▶ **Work request**
Whenever a line in the material below contains "const", copy that line.

▶ **Entries supplied**
.....
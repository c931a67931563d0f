use display_protocol::pixel::encode_rgb565;
use display_protocol::{PALETTE_ENTRIES, PaletteTable, Rgb8};

use crate::ConfigurationError;

/// Application palette and its RGB565 hardware encoding.
#[derive(Debug, Clone)]
pub struct PaletteMapper {
    colors: [Rgb8; PALETTE_ENTRIES],
    table: PaletteTable,
}

impl Default for PaletteMapper {
    fn default() -> Self {
        Self::new()
    }
}

impl PaletteMapper {
    pub fn new() -> Self {
        Self {
            colors: [Rgb8::BLACK; PALETTE_ENTRIES],
            table: PaletteTable::default(),
        }
    }

    /// Overwrites `colors.len()` entries starting at `first` and re-encodes the whole table.
    pub fn set_colors(
        &mut self,
        first: usize,
        colors: &[Rgb8],
    ) -> Result<&PaletteTable, ConfigurationError> {
        let end = first
            .checked_add(colors.len())
            .filter(|end| *end <= PALETTE_ENTRIES)
            .ok_or(ConfigurationError::PaletteRangeOutOfBounds {
                first,
                count: colors.len(),
            })?;
        self.colors[first..end].copy_from_slice(colors);

        let mut entries = [0u16; PALETTE_ENTRIES];
        for (entry, color) in entries.iter_mut().zip(self.colors.iter()) {
            *entry = encode_rgb565(*color);
        }
        self.table = PaletteTable::from_entries(entries);
        Ok(&self.table)
    }

    pub fn colors(&self) -> &[Rgb8; PALETTE_ENTRIES] {
        &self.colors
    }

    pub fn table(&self) -> &PaletteTable {
        &self.table
    }
}
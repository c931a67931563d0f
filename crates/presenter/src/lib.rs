//! Double-buffered presentation of a RAM framebuffer through a hardware compositor.
//!
//! The pipeline owns two compositor images at the logical resolution and one
//! on-screen element scaled onto the physical mode. Each present copies the
//! whole logical buffer into the image that is not on screen, then rebinds the
//! element to it, so a half-written image is never visible.

use display_protocol::{
    Compositor, CompositorError, DestinationRect, ElementDesc, ElementHandle, FixedRect, ImageHandle,
    MAX_IMAGE_DIMENSION, PhysicalMode, PixelFormat, Rgb8,
};

mod background;
mod error;
mod geometry;
mod palette;
mod surface;

pub use background::{BACKGROUND_LAYER, BackgroundElement};
pub use error::{ConfigurationError, PipelineError, ResourceExhaustion};
pub use geometry::{AspectRatioPolicy, GeometryError, resolve_destination};
pub use palette::PaletteMapper;
pub use surface::{SharedSurface, SurfaceMemory};

pub const SURFACE_ALIGNMENT: usize = 16;
pub const PRESENT_LAYER: i32 = 0;

/// Requested surface geometry after validation and alignment.
#[derive(Debug, Clone, Copy, PartialEq, Eq)]
pub struct LogicalMode {
    pub width: u32,
    pub height: u32,
    pub bits_per_pixel: u8,
    pub format: PixelFormat,
    /// Row stride in bytes; the width rounded up to 16 pixels.
    pub pitch: usize,
    /// Height rounded up to 16 rows.
    pub aligned_rows: usize,
}

impl LogicalMode {
    pub fn new(width: u32, height: u32, bits_per_pixel: u8) -> Result<Self, ConfigurationError> {
        if width == 0 || height == 0 {
            return Err(ConfigurationError::ZeroSize { width, height });
        }
        if width > MAX_IMAGE_DIMENSION || height > MAX_IMAGE_DIMENSION {
            return Err(ConfigurationError::TooLarge {
                width,
                height,
                max: MAX_IMAGE_DIMENSION,
            });
        }
        let format = PixelFormat::from_bits_per_pixel(bits_per_pixel)
            .ok_or(ConfigurationError::UnsupportedBitsPerPixel(bits_per_pixel))?;
        Ok(Self {
            width,
            height,
            bits_per_pixel,
            format,
            pitch: (width as usize).next_multiple_of(SURFACE_ALIGNMENT) * format.bytes_per_pixel(),
            aligned_rows: (height as usize).next_multiple_of(SURFACE_ALIGNMENT),
        })
    }

    pub fn primary_bytes(&self) -> usize {
        self.pitch * self.aligned_rows
    }

    pub fn row_bytes(&self) -> usize {
        self.format.row_bytes(self.width)
    }
}

#[derive(Debug, Clone, Copy, PartialEq, Eq)]
pub struct PresentedFrame {
    pub frame_sequence_id: u64,
    /// Index of the image now on screen.
    pub active_index: usize,
}

#[derive(Debug)]
pub struct ActiveMode {
    logical: LogicalMode,
    surface: SharedSurface,
    images: [ImageHandle; 2],
    active_index: usize,
    element: ElementHandle,
    destination: DestinationRect,
    palette: PaletteMapper,
    frames_presented: u64,
}

impl ActiveMode {
    pub fn logical(&self) -> &LogicalMode {
        &self.logical
    }

    pub fn surface(&self) -> &SharedSurface {
        &self.surface
    }

    pub fn images(&self) -> [ImageHandle; 2] {
        self.images
    }

    pub fn active_index(&self) -> usize {
        self.active_index
    }

    pub fn displayed_image(&self) -> ImageHandle {
        self.images[self.active_index]
    }

    pub fn element(&self) -> ElementHandle {
        self.element
    }

    pub fn destination(&self) -> DestinationRect {
        self.destination
    }

    pub fn palette(&self) -> &PaletteMapper {
        &self.palette
    }

    pub fn frames_presented(&self) -> u64 {
        self.frames_presented
    }
}

pub struct PresentationPipeline {
    physical: PhysicalMode,
    aspect_ratio: AspectRatioPolicy,
    mode: Option<ActiveMode>,
    background: Option<BackgroundElement>,
}

impl PresentationPipeline {
    pub fn new(physical: PhysicalMode, aspect_ratio: AspectRatioPolicy) -> Self {
        Self {
            physical,
            aspect_ratio,
            mode: None,
            background: None,
        }
    }

    pub fn physical_mode(&self) -> PhysicalMode {
        self.physical
    }

    pub fn aspect_ratio(&self) -> AspectRatioPolicy {
        self.aspect_ratio
    }

    pub fn active_mode(&self) -> Option<&ActiveMode> {
        self.mode.as_ref()
    }

    pub fn background(&self) -> Option<&BackgroundElement> {
        self.background.as_ref()
    }

    /// Replaces the current mode. On failure nothing of the new mode remains
    /// and the previous mode is already gone.
    pub fn set_mode(
        &mut self,
        compositor: &mut dyn Compositor,
        width: u32,
        height: u32,
        bits_per_pixel: u8,
        offscreen_pool_bytes: usize,
    ) -> Result<&ActiveMode, PipelineError> {
        self.teardown(compositor)?;

        let logical = LogicalMode::new(width, height, bits_per_pixel)?;
        let destination = resolve_destination(width, height, self.physical, self.aspect_ratio)?;
        let memory = SurfaceMemory::allocate(logical.pitch, logical.aligned_rows, offscreen_pool_bytes)?;

        let mode = build_mode(compositor, logical, destination, memory)?;
        if self.aspect_ratio == AspectRatioPolicy::Preserve && self.background.is_none() {
            match BackgroundElement::create(compositor) {
                Ok(background) => self.background = Some(background),
                Err(error) => {
                    if let Err(release_error) = release_mode(compositor, mode) {
                        eprintln!("[presenter] rollback of mode {width}x{height} failed: {release_error}");
                    }
                    return Err(error.into());
                }
            }
        }

        eprintln!(
            "[presenter] mode set: {}x{}x{} pitch={} destination={}x{}+{}+{}",
            logical.width,
            logical.height,
            logical.bits_per_pixel,
            logical.pitch,
            destination.width,
            destination.height,
            destination.x,
            destination.y
        );
        Ok(self.mode.insert(mode))
    }

    /// Publishes the whole logical buffer. The copy goes into the image that
    /// is not on screen; the element is rebound only after the copy returns.
    pub fn present(
        &mut self,
        compositor: &mut dyn Compositor,
    ) -> Result<PresentedFrame, PipelineError> {
        let mode = self.mode.as_mut().ok_or(PipelineError::NoActiveMode)?;
        let target = 1 - mode.active_index;
        {
            let memory = mode.surface.lock();
            compositor.write_image(mode.images[target], mode.logical.pitch, memory.primary_pixels())?;
        }
        compositor.change_element_source(mode.element, mode.images[target])?;
        mode.active_index = target;
        mode.frames_presented += 1;
        Ok(PresentedFrame {
            frame_sequence_id: mode.frames_presented,
            active_index: target,
        })
    }

    /// Updates palette entries. Indexed modes push the full table to both
    /// images; direct color modes only keep the colors.
    pub fn set_colors(
        &mut self,
        compositor: &mut dyn Compositor,
        first: usize,
        colors: &[Rgb8],
    ) -> Result<(), PipelineError> {
        let mode = self.mode.as_mut().ok_or(PipelineError::NoActiveMode)?;
        let table = mode.palette.set_colors(first, colors)?;
        if mode.logical.format.is_indexed() {
            for image in mode.images {
                compositor.set_image_palette(image, table)?;
            }
        }
        Ok(())
    }

    /// Removes the current mode's element and images and drops its memory.
    /// The background stays for the rest of the session.
    pub fn teardown(&mut self, compositor: &mut dyn Compositor) -> Result<(), PipelineError> {
        match self.mode.take() {
            Some(mode) => release_mode(compositor, mode).map_err(PipelineError::from),
            None => Ok(()),
        }
    }

    pub fn close_session(&mut self, compositor: &mut dyn Compositor) -> Result<(), PipelineError> {
        let torn_down = self.teardown(compositor);
        let background_removed = match self.background.take() {
            Some(background) => background.remove(compositor).map_err(PipelineError::from),
            None => Ok(()),
        };
        torn_down.and(background_removed)
    }
}

fn build_mode(
    compositor: &mut dyn Compositor,
    logical: LogicalMode,
    destination: DestinationRect,
    memory: SurfaceMemory,
) -> Result<ActiveMode, PipelineError> {
    let mut images = Vec::with_capacity(2);
    match create_mode_resources(compositor, &logical, destination, &mut images) {
        Ok((element, palette)) => Ok(ActiveMode {
            logical,
            surface: SharedSurface::new(memory),
            images: [images[0], images[1]],
            active_index: 0,
            element,
            destination,
            palette,
            frames_presented: 0,
        }),
        Err(error) => {
            for image in images {
                if let Err(delete_error) = compositor.delete_image(image) {
                    eprintln!("[presenter] rollback could not delete image {image:?}: {delete_error}");
                }
            }
            Err(PipelineError::Compositor(error))
        }
    }
}

/// Creates both images and the element bound to the first. Every created
/// image is pushed to `images` so the caller can roll back.
fn create_mode_resources(
    compositor: &mut dyn Compositor,
    logical: &LogicalMode,
    destination: DestinationRect,
    images: &mut Vec<ImageHandle>,
) -> Result<(ElementHandle, PaletteMapper), CompositorError> {
    for _ in 0..2 {
        images.push(compositor.create_image(logical.format, logical.width, logical.height)?);
    }
    let palette = PaletteMapper::new();
    if logical.format.is_indexed() {
        for image in images.iter() {
            compositor.set_image_palette(*image, palette.table())?;
        }
    }
    let element = compositor.add_element(ElementDesc {
        layer: PRESENT_LAYER,
        image: images[0],
        source: FixedRect::whole_image(logical.width, logical.height),
        destination,
        opacity: u8::MAX,
    })?;
    Ok((element, palette))
}

fn release_mode(
    compositor: &mut dyn Compositor,
    mode: ActiveMode,
) -> Result<(), CompositorError> {
    let mut first_error = compositor.remove_element(mode.element).err();
    for image in mode.images {
        if let Err(error) = compositor.delete_image(image) {
            first_error.get_or_insert(error);
        }
    }
    match first_error {
        Some(error) => Err(error),
        None => Ok(()),
    }
}
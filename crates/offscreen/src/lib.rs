//! Off-screen memory pool for auxiliary surfaces.
//!
//! The pool is the tail of the primary surface's memory. It is split into
//! contiguous buckets kept in address order; allocation is first-fit and every
//! free coalesces with free neighbours immediately.

use std::fmt;

mod key;
mod pool;

pub use key::{BucketId, BucketTag, Id};
pub use pool::{BucketInfo, OffscreenBlock, OffscreenPool};

#[derive(Debug, Clone, Copy, PartialEq, Eq)]
pub enum OffscreenAllocError {
    ZeroSize,
    OutOfMemory { requested: usize, available: usize },
    Fragmented { requested: usize, largest_free: usize },
}

impl fmt::Display for OffscreenAllocError {
    fn fmt(&self, formatter: &mut fmt::Formatter<'_>) -> fmt::Result {
        match self {
            OffscreenAllocError::ZeroSize => write!(formatter, "zero-sized off-screen allocation"),
            OffscreenAllocError::OutOfMemory {
                requested,
                available,
            } => write!(
                formatter,
                "not enough off-screen memory: requested {requested} bytes, {available} available"
            ),
            OffscreenAllocError::Fragmented {
                requested,
                largest_free,
            } => write!(
                formatter,
                "off-screen memory too fragmented: requested {requested} bytes, largest free bucket {largest_free}"
            ),
        }
    }
}

impl std::error::Error for OffscreenAllocError {}

#[derive(Debug, Clone, Copy, PartialEq, Eq)]
pub enum OffscreenFreeError {
    PrimarySurface,
    UnknownBase(usize),
    NotAllocated(usize),
}

impl fmt::Display for OffscreenFreeError {
    fn fmt(&self, formatter: &mut fmt::Formatter<'_>) -> fmt::Result {
        match self {
            OffscreenFreeError::PrimarySurface => {
                write!(formatter, "the primary surface bucket cannot be freed")
            }
            OffscreenFreeError::UnknownBase(base) => {
                write!(formatter, "no off-screen bucket starts at offset {base}")
            }
            OffscreenFreeError::NotAllocated(base) => {
                write!(formatter, "off-screen bucket at offset {base} is not allocated")
            }
        }
    }
}

impl std::error::Error for OffscreenFreeError {}
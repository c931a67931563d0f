use presenter::{AspectRatioPolicy, ConfigurationError};

/// Present with any value to stretch the logical surface over the whole screen.
pub const IGNORE_RATIO_VARIABLE: &str = "DISPMANX_IGNORE_RATIO";
/// Decimal byte count of the off-screen pool behind the primary surface.
pub const OFFSCREEN_POOL_VARIABLE: &str = "DISPMANX_OFFSCREEN_POOL_BYTES";

pub const DEFAULT_OFFSCREEN_POOL_BYTES: usize = 1024 * 1024;

#[derive(Debug, Clone, Copy, PartialEq, Eq)]
pub struct DriverConfig {
    pub aspect_ratio: AspectRatioPolicy,
    pub offscreen_pool_bytes: usize,
}

impl Default for DriverConfig {
    fn default() -> Self {
        Self {
            aspect_ratio: AspectRatioPolicy::Preserve,
            offscreen_pool_bytes: DEFAULT_OFFSCREEN_POOL_BYTES,
        }
    }
}

impl DriverConfig {
    pub fn from_env() -> Result<Self, ConfigurationError> {
        Self::from_lookup(|name| std::env::var_os(name).map(|value| value.to_string_lossy().into_owned()))
    }

    pub fn from_lookup(
        lookup: impl Fn(&str) -> Option<String>,
    ) -> Result<Self, ConfigurationError> {
        let mut config = Self::default();
        if lookup(IGNORE_RATIO_VARIABLE).is_some() {
            config.aspect_ratio = AspectRatioPolicy::Ignore;
        }
        if let Some(value) = lookup(OFFSCREEN_POOL_VARIABLE) {
            config.offscreen_pool_bytes =
                value
                    .trim()
                    .parse()
                    .map_err(|_| ConfigurationError::InvalidEnvironment {
                        name: OFFSCREEN_POOL_VARIABLE.to_owned(),
                        value: value.clone(),
                    })?;
        }
        Ok(config)
    }
}
use std::marker::PhantomData;

#[derive(Debug, PartialEq, Eq, Hash)]
#[repr(transparent)]
pub struct Id<Tag, Repr> {
    raw: Repr,
    _marker: PhantomData<Tag>,
}

impl<Tag, Repr: Copy> Copy for Id<Tag, Repr> {}

impl<Tag, Repr: Copy> Clone for Id<Tag, Repr> {
    fn clone(&self) -> Self {
        *self
    }
}

impl<Tag, Repr> Id<Tag, Repr> {
    pub(crate) const fn new(raw: Repr) -> Self {
        Self {
            raw,
            _marker: PhantomData,
        }
    }

    pub(crate) const fn raw(self) -> Repr
    where
        Repr: Copy,
    {
        self.raw
    }
}

#[derive(Debug, PartialEq, Eq, Hash)]
pub enum BucketTag {}

/// Arena slot of one bucket. Slots are recycled after a bucket is merged away.
pub type BucketId = Id<BucketTag, u32>;

impl BucketId {
    pub(crate) const fn index(self) -> usize {
        self.raw() as usize
    }

    pub(crate) fn from_index(index: usize) -> Self {
        let raw = u32::try_from(index).expect("bucket arena index exceeds u32");
        Self::new(raw)
    }
}

/// Bucket zero always describes the primary surface that precedes the pool.
pub(crate) const PRIMARY_BUCKET: BucketId = BucketId::new(0);

#[cfg(test)]
mod tests {
    use super::*;

    #[test]
    fn bucket_id_round_trips_arena_index() {
        let id = BucketId::from_index(17);
        assert_eq!(id.index(), 17);
        assert_eq!(id.raw(), 17);
        assert_eq!(PRIMARY_BUCKET.index(), 0);
    }

    #[test]
    fn ids_compare_by_raw_value() {
        assert_eq!(BucketId::new(3), BucketId::from_index(3));
        assert_ne!(BucketId::new(3), BucketId::new(4));
    }
}
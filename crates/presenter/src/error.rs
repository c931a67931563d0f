use std::fmt;

use display_protocol::CompositorError;
use offscreen::OffscreenAllocError;

use crate::GeometryError;

#[derive(Debug, Clone, PartialEq, Eq)]
pub enum ConfigurationError {
    ZeroSize { width: u32, height: u32 },
    TooLarge { width: u32, height: u32, max: u32 },
    UnsupportedBitsPerPixel(u8),
    Geometry(GeometryError),
    PaletteRangeOutOfBounds { first: usize, count: usize },
    SurfaceWiderThanScreen { row_bytes: usize, screen_pitch: usize },
    InvalidEnvironment { name: String, value: String },
}

impl fmt::Display for ConfigurationError {
    fn fmt(&self, formatter: &mut fmt::Formatter<'_>) -> fmt::Result {
        match self {
            ConfigurationError::ZeroSize { width, height } => {
                write!(formatter, "surface size {width}x{height} has a zero dimension")
            }
            ConfigurationError::TooLarge { width, height, max } => write!(
                formatter,
                "surface size {width}x{height} exceeds the {max} pixel limit per dimension"
            ),
            ConfigurationError::UnsupportedBitsPerPixel(bits) => {
                write!(formatter, "unsupported depth: {bits} bits per pixel")
            }
            ConfigurationError::Geometry(error) => write!(formatter, "geometry: {error}"),
            ConfigurationError::PaletteRangeOutOfBounds { first, count } => write!(
                formatter,
                "palette range {first}..{} exceeds 256 entries",
                first.saturating_add(*count)
            ),
            ConfigurationError::SurfaceWiderThanScreen {
                row_bytes,
                screen_pitch,
            } => write!(
                formatter,
                "surface requested wider than screen: {row_bytes} bytes per row, screen pitch {screen_pitch}"
            ),
            ConfigurationError::InvalidEnvironment { name, value } => {
                write!(formatter, "invalid value {value:?} for {name}")
            }
        }
    }
}

impl std::error::Error for ConfigurationError {}

impl From<GeometryError> for ConfigurationError {
    fn from(error: GeometryError) -> Self {
        ConfigurationError::Geometry(error)
    }
}

#[derive(Debug, Clone, Copy, PartialEq, Eq)]
pub enum ResourceExhaustion {
    SurfaceMemory { requested: usize },
    Offscreen(OffscreenAllocError),
}

impl fmt::Display for ResourceExhaustion {
    fn fmt(&self, formatter: &mut fmt::Formatter<'_>) -> fmt::Result {
        match self {
            ResourceExhaustion::SurfaceMemory { requested } => {
                write!(formatter, "cannot allocate {requested} bytes of surface memory")
            }
            ResourceExhaustion::Offscreen(error) => write!(formatter, "{error}"),
        }
    }
}

impl std::error::Error for ResourceExhaustion {}

impl From<OffscreenAllocError> for ResourceExhaustion {
    fn from(error: OffscreenAllocError) -> Self {
        ResourceExhaustion::Offscreen(error)
    }
}

#[derive(Debug, Clone, PartialEq, Eq)]
pub enum PipelineError {
    Configuration(ConfigurationError),
    ResourceExhaustion(ResourceExhaustion),
    Compositor(CompositorError),
    NoActiveMode,
}

impl fmt::Display for PipelineError {
    fn fmt(&self, formatter: &mut fmt::Formatter<'_>) -> fmt::Result {
        match self {
            PipelineError::Configuration(error) => write!(formatter, "configuration: {error}"),
            PipelineError::ResourceExhaustion(error) => {
                write!(formatter, "resource exhaustion: {error}")
            }
            PipelineError::Compositor(error) => write!(formatter, "{error}"),
            PipelineError::NoActiveMode => write!(formatter, "no video mode is set"),
        }
    }
}

impl std::error::Error for PipelineError {
    fn source(&self) -> Option<&(dyn std::error::Error + 'static)> {
        match self {
            PipelineError::Configuration(error) => Some(error),
            PipelineError::ResourceExhaustion(error) => Some(error),
            PipelineError::Compositor(error) => Some(error),
            PipelineError::NoActiveMode => None,
        }
    }
}

impl From<ConfigurationError> for PipelineError {
    fn from(error: ConfigurationError) -> Self {
        PipelineError::Configuration(error)
    }
}

impl From<GeometryError> for PipelineError {
    fn from(error: GeometryError) -> Self {
        PipelineError::Configuration(ConfigurationError::Geometry(error))
    }
}

impl From<ResourceExhaustion> for PipelineError {
    fn from(error: ResourceExhaustion) -> Self {
        PipelineError::ResourceExhaustion(error)
    }
}

impl From<CompositorError> for PipelineError {
    fn from(error: CompositorError) -> Self {
        PipelineError::Compositor(error)
    }
}
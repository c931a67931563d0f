//! RAM backing for the logical surface and the off-screen pool behind it.

use std::sync::{Arc, Mutex, MutexGuard};

use offscreen::OffscreenPool;

use crate::ResourceExhaustion;

/// One zero-filled allocation: the primary surface rows followed by the
/// off-screen pool. Pool offsets are byte offsets into the same buffer.
#[derive(Debug)]
pub struct SurfaceMemory {
    bytes: Vec<u8>,
    primary_len: usize,
    pitch: usize,
    pool: OffscreenPool,
}

impl SurfaceMemory {
    pub fn allocate(pitch: usize, rows: usize, pool_bytes: usize) -> Result<Self, ResourceExhaustion> {
        let primary_len = pitch
            .checked_mul(rows)
            .ok_or(ResourceExhaustion::SurfaceMemory {
                requested: usize::MAX,
            })?;
        let total = primary_len
            .checked_add(pool_bytes)
            .ok_or(ResourceExhaustion::SurfaceMemory {
                requested: usize::MAX,
            })?;

        let mut bytes = Vec::new();
        bytes
            .try_reserve_exact(total)
            .map_err(|_| ResourceExhaustion::SurfaceMemory { requested: total })?;
        bytes.resize(total, 0);

        Ok(Self {
            bytes,
            primary_len,
            pitch,
            pool: OffscreenPool::new(primary_len, pool_bytes),
        })
    }

    pub fn pitch(&self) -> usize {
        self.pitch
    }

    pub fn primary_len(&self) -> usize {
        self.primary_len
    }

    pub fn total_len(&self) -> usize {
        self.bytes.len()
    }

    pub fn primary_pixels(&self) -> &[u8] {
        &self.bytes[..self.primary_len]
    }

    pub fn primary_pixels_mut(&mut self) -> &mut [u8] {
        &mut self.bytes[..self.primary_len]
    }

    pub fn pool(&self) -> &OffscreenPool {
        &self.pool
    }

    pub fn pool_mut(&mut self) -> &mut OffscreenPool {
        &mut self.pool
    }

    /// Bytes of an off-screen block, or `None` when the range is not inside the pool.
    pub fn block(&self, base: usize, size: usize) -> Option<&[u8]> {
        let range = self.pool_range(base, size)?;
        Some(&self.bytes[range])
    }

    pub fn block_mut(&mut self, base: usize, size: usize) -> Option<&mut [u8]> {
        let range = self.pool_range(base, size)?;
        Some(&mut self.bytes[range])
    }

    /// Waits for outstanding hardware work on the block at `base`. Hardware
    /// updates complete synchronously, so the wait is immediate and only the
    /// busy flags are cleared. Returns whether the block was busy.
    pub fn settle_busy(&mut self, base: usize) -> bool {
        if !self.pool.is_dirty(base) {
            return false;
        }
        self.pool.clear_dirty();
        true
    }

    fn pool_range(&self, base: usize, size: usize) -> Option<std::ops::Range<usize>> {
        let end = base.checked_add(size)?;
        (base >= self.primary_len && end <= self.bytes.len()).then_some(base..end)
    }
}

/// Handle to the surface memory shared between the presenting thread and any
/// thread drawing into secondary surfaces.
#[derive(Debug, Clone)]
pub struct SharedSurface {
    inner: Arc<Mutex<SurfaceMemory>>,
}

impl SharedSurface {
    pub fn new(memory: SurfaceMemory) -> Self {
        Self {
            inner: Arc::new(Mutex::new(memory)),
        }
    }

    pub fn lock(&self) -> MutexGuard<'_, SurfaceMemory> {
        self.inner
            .lock()
            .unwrap_or_else(|_| panic!("surface memory lock poisoned"))
    }

    /// Locks for access to the off-screen block at `base`, first waiting out
    /// any hardware work still marked on it.
    pub fn lock_block(&self, base: usize) -> MutexGuard<'_, SurfaceMemory> {
        let mut memory = self.lock();
        memory.settle_busy(base);
        memory
    }

    pub fn ptr_eq(&self, other: &SharedSurface) -> bool {
        Arc::ptr_eq(&self.inner, &other.inner)
    }
}

#[cfg(test)]
mod tests {
    use super::*;

    #[test]
    fn allocation_is_zeroed_and_pool_starts_after_primary() {
        let memory = SurfaceMemory::allocate(64, 16, 256).expect("allocate");
        assert_eq!(memory.primary_len(), 1024);
        assert_eq!(memory.total_len(), 1280);
        assert!(memory.primary_pixels().iter().all(|byte| *byte == 0));
        assert_eq!(memory.pool().pool_base(), 1024);
        assert_eq!(memory.pool().free_bytes(), 256);
    }

    #[test]
    fn impossible_sizes_report_exhaustion() {
        assert!(matches!(
            SurfaceMemory::allocate(usize::MAX, 2, 0),
            Err(ResourceExhaustion::SurfaceMemory { .. })
        ));
        assert!(matches!(
            SurfaceMemory::allocate(1, 1, usize::MAX),
            Err(ResourceExhaustion::SurfaceMemory { .. })
        ));
    }

    #[test]
    fn blocks_must_lie_inside_the_pool() {
        let mut memory = SurfaceMemory::allocate(16, 16, 64).expect("allocate");
        assert!(memory.block(0, 16).is_none(), "primary rows are not a block");
        assert!(memory.block(256, 65).is_none());
        assert!(memory.block(usize::MAX, 2).is_none());

        memory.block_mut(256, 4).expect("block").copy_from_slice(&[1, 2, 3, 4]);
        assert_eq!(memory.block(256, 4), Some(&[1u8, 2, 3, 4][..]));
        assert!(memory.primary_pixels().iter().all(|byte| *byte == 0));
    }

    #[test]
    fn locking_a_busy_block_clears_all_busy_flags() {
        let memory = SurfaceMemory::allocate(16, 16, 128).expect("allocate");
        let shared = SharedSurface::new(memory);
        let (a, b) = {
            let mut memory = shared.lock();
            let a = memory.pool_mut().alloc(32).expect("alloc a");
            let b = memory.pool_mut().alloc(32).expect("alloc b");
            memory.pool_mut().mark_dirty(a.base);
            memory.pool_mut().mark_dirty(b.base);
            (a, b)
        };

        let memory = shared.lock_block(a.base);
        assert!(!memory.pool().is_dirty(a.base));
        assert!(!memory.pool().is_dirty(b.base));
    }

    #[test]
    fn clones_share_one_buffer_across_threads() {
        let shared = SharedSurface::new(SurfaceMemory::allocate(16, 16, 0).expect("allocate"));
        let writer = shared.clone();
        std::thread::spawn(move || {
            writer.lock().primary_pixels_mut()[5] = 0x5a;
        })
        .join()
        .expect("writer thread");
        assert_eq!(shared.lock().primary_pixels()[5], 0x5a);
        assert!(shared.ptr_eq(&shared.clone()));
    }
}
.....
▶ **Response area**
pub const SURFACE_ALIGNMENT: usize = 16;
pub const PRESENT_LAYER: i32 = 0;
pub const IGNORE_RATIO_VARIABLE: &str = "DISPMANX_IGNORE_RATIO";
pub const OFFSCREEN_POOL_VARIABLE: &str = "DISPMANX_OFFSCREEN_POOL_BYTES";
pub const DEFAULT_OFFSCREEN_POOL_BYTES: usize = 1024 * 1024;
    pub(crate) const fn new(raw: Repr) -> Self {
    pub(crate) const fn raw(self) -> Repr
    pub(crate) const fn index(self) -> usize {
pub(crate) const PRIMARY_BUCKET: BucketId = BucketId::new(0);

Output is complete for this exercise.